= Rod Coutts =

Canadian electrical engineer and entrepreneur

Rod (J. Roderick) Coutts is a Canadian entrepreneur and a co-founder of Teklogix International. He was born in Cookstown, Ontario. Coutts graduated from University of Waterloo in 1964 with a Bachelor of Applied Science Degree in Electrical Engineering.

In 2000, Coutts donated an estimated $7 million in shares to the University of Waterloo, as his tribute to the school.

"My family has had a lot of good fortune over the years and the University of Waterloo had a lot to do with that," says Coutts. "This is my chance to give something back."
In return for his generosity, the University has named a building after him: J.R. Coutts Engineering Lecture Hall (commonly referred to as Rod Coutts Hall, or RCH). Since then, Coutts has continued supporting the university by funding bursaries and scholarships.
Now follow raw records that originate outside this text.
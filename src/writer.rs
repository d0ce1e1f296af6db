use crate::entry::{DimensionPolicy, Entry};
use crate::error::{Error, Result};
use crate::icondir::{encode_directory, EncodedDirectory, EntryLayout};
use std::fs::File;
use std::io::{BufWriter, Write};
use std::path::Path;
use tracing::{debug, warn};

//===========================================================================//

/// Settings for writing an ICO container.
#[derive(Clone, Copy, Debug, Default, Eq, PartialEq)]
pub struct WriteOptions {
    /// How to treat widths and heights outside `1..=255`.
    pub dimensions: DimensionPolicy,
}

impl WriteOptions {
    /// Returns options that wrap oversized dimensions instead of rejecting
    /// them.
    pub fn wrapping() -> WriteOptions {
        WriteOptions { dimensions: DimensionPolicy::Wrap }
    }
}

//===========================================================================//

/// Writes `entries` as an ICO container, rejecting dimensions that don't fit
/// in a directory byte.  Returns the directory that was written.
pub fn write_icon<W: Write>(
    writer: W,
    entries: &[Entry],
) -> Result<EncodedDirectory> {
    write_icon_with(writer, entries, WriteOptions::default())
}

/// Writes `entries` as an ICO container: the header, then one directory
/// record per entry, then every payload back to back in the same order.
/// Nothing is written if the entries fail validation.
pub fn write_icon_with<W: Write>(
    mut writer: W,
    entries: &[Entry],
    options: WriteOptions,
) -> Result<EncodedDirectory> {
    let directory = plan_directory(entries, options)?;
    emit(&mut writer, &directory, entries)?;
    Ok(directory)
}

/// Writes `entries` to a new ICO file at `path`.  The file is only created
/// once the entries have been validated, and is closed on every exit path.
pub fn write_icon_file<P: AsRef<Path>>(
    path: P,
    entries: &[Entry],
    options: WriteOptions,
) -> Result<EncodedDirectory> {
    let directory = plan_directory(entries, options)?;
    let mut writer = BufWriter::new(File::create(path.as_ref())?);
    emit(&mut writer, &directory, entries)?;
    writer.flush()?;
    Ok(directory)
}

fn plan_directory(
    entries: &[Entry],
    options: WriteOptions,
) -> Result<EncodedDirectory> {
    if entries.is_empty() {
        return Err(Error::EmptyInput);
    }
    let mut layouts = Vec::with_capacity(entries.len());
    for (index, entry) in entries.iter().enumerate() {
        let (width, height) = options.dimensions.size_bytes(
            index,
            entry.width(),
            entry.height(),
        )?;
        if width as u32 != entry.width() || height as u32 != entry.height() {
            warn!(
                index,
                "Storing {}x{} as {}x{} in the directory",
                entry.width(),
                entry.height(),
                width,
                height
            );
        }
        layouts.push(EntryLayout {
            width,
            height,
            byte_size: entry.payload().len(),
        });
    }
    encode_directory(&layouts)
}

fn emit<W: Write>(
    writer: &mut W,
    directory: &EncodedDirectory,
    entries: &[Entry],
) -> Result<()> {
    directory.write_to(&mut *writer)?;
    for (record, entry) in directory.entries().iter().zip(entries) {
        debug!(
            width = record.width,
            height = record.height,
            offset = record.offset,
            size = record.byte_size,
            "Writing payload"
        );
        writer.write_all(entry.payload())?;
    }
    Ok(())
}

//===========================================================================//


//===========================================================================//
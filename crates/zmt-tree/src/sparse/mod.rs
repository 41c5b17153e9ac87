//! Zero-aware trees that only store what they touch.

mod append_only;
mod node_store;
mod zero;

pub use append_only::{AppendOnlyMerkleTree, Frontier};
pub use node_store::{NodeAddress, NodeStore};
pub use zero::ZeroMerkleTree;
use std::collections::HashMap;

use zmt_core::base::Digest;

use crate::zero_hashes::ZeroHashes;

/// Position of a node: level 0 is the root, level `height` holds the leaves.
#[derive(Debug, Clone, Copy, PartialEq, Eq, PartialOrd, Ord, Hash)]
pub struct NodeAddress {
    /// Distance from the root.
    pub level: u8,
    /// Position within the level, in `[0, 2^level)`.
    pub index: u64,
}

impl NodeAddress {
    /// The root address.
    pub const ROOT: Self = Self::new(0, 0);

    /// Create a node address.
    #[must_use]
    pub const fn new(level: u8, index: u64) -> Self {
        Self { level, index }
    }

    /// The parent node. The root is its own parent.
    #[must_use]
    pub const fn parent(self) -> Self {
        Self::new(self.level.saturating_sub(1), self.index >> 1)
    }

    /// The node sharing this node's parent.
    #[must_use]
    pub const fn sibling(self) -> Self {
        Self::new(self.level, self.index ^ 1)
    }
}

/// Sparse map from node address to digest.
///
/// Addresses that were never written read as the empty-subtree root of their
/// height, `zero_hashes[height - level]`. The store does not check bounds.
#[derive(Debug, Clone)]
pub struct NodeStore {
    zero_hashes: ZeroHashes,
    nodes: HashMap<NodeAddress, Digest>,
}

impl NodeStore {
    /// Create an empty store over the given zero-hash table.
    #[must_use]
    pub fn new(zero_hashes: ZeroHashes) -> Self {
        Self {
            zero_hashes,
            nodes: HashMap::new(),
        }
    }

    /// Stored value, or the empty-subtree root of the node's height.
    #[must_use]
    pub fn get(&self, address: NodeAddress) -> Digest {
        self.nodes.get(&address).copied().unwrap_or_else(|| {
            let height = self.zero_hashes.height();
            self.zero_hashes.at(height.saturating_sub(address.level))
        })
    }

    /// Insert or overwrite a node.
    pub fn set(&mut self, address: NodeAddress, value: Digest) {
        self.nodes.insert(address, value);
    }

    /// Whether the node was ever written.
    #[must_use]
    pub fn contains(&self, address: NodeAddress) -> bool {
        self.nodes.contains_key(&address)
    }

    /// Number of written nodes.
    #[must_use]
    pub fn len(&self) -> usize {
        self.nodes.len()
    }

    /// Whether no node was ever written.
    #[must_use]
    pub fn is_empty(&self) -> bool {
        self.nodes.is_empty()
    }

    /// The zero-hash table backing the defaults.
    #[must_use]
    pub const fn zero_hashes(&self) -> &ZeroHashes {
        &self.zero_hashes
    }
}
In 2007, Rod Coutts received his Doctor of Engineering (D.Eng.'07).

==Teklogix==
Coutts was the founder of Teklogix International with four other young entrepreneurs: Lawrie Cragg, Al Vanderburgh, Cliff Bernard and Pete Halsall. The company focused on providing mobile workers with wireless data transmission and real-time data management within the logistics industry. Teklogix became Psion Teklogix in the year 2000, after it was purchased for $544 million (Cdn.) by U.K.-based Psion, started by David Potter.

Coutts met the other Teklogix founders while working at Ferranti International's Canadian division, Ferranti-Packard Electronics. Ferranti-Packard was known for projects related to FP6000 (Ferranti-Packard 6000, which became the ICL 1900), ReserVec, Back Up Interceptor Control (BUIC) for the United States Military, as well as Ferranti-Packard's drum memory systems. He worked closely on drum memory associated with the early warning radar system for North America. Coutts and the rest of the founding group left Ferranti-Packard and formed Teklogix in 1967.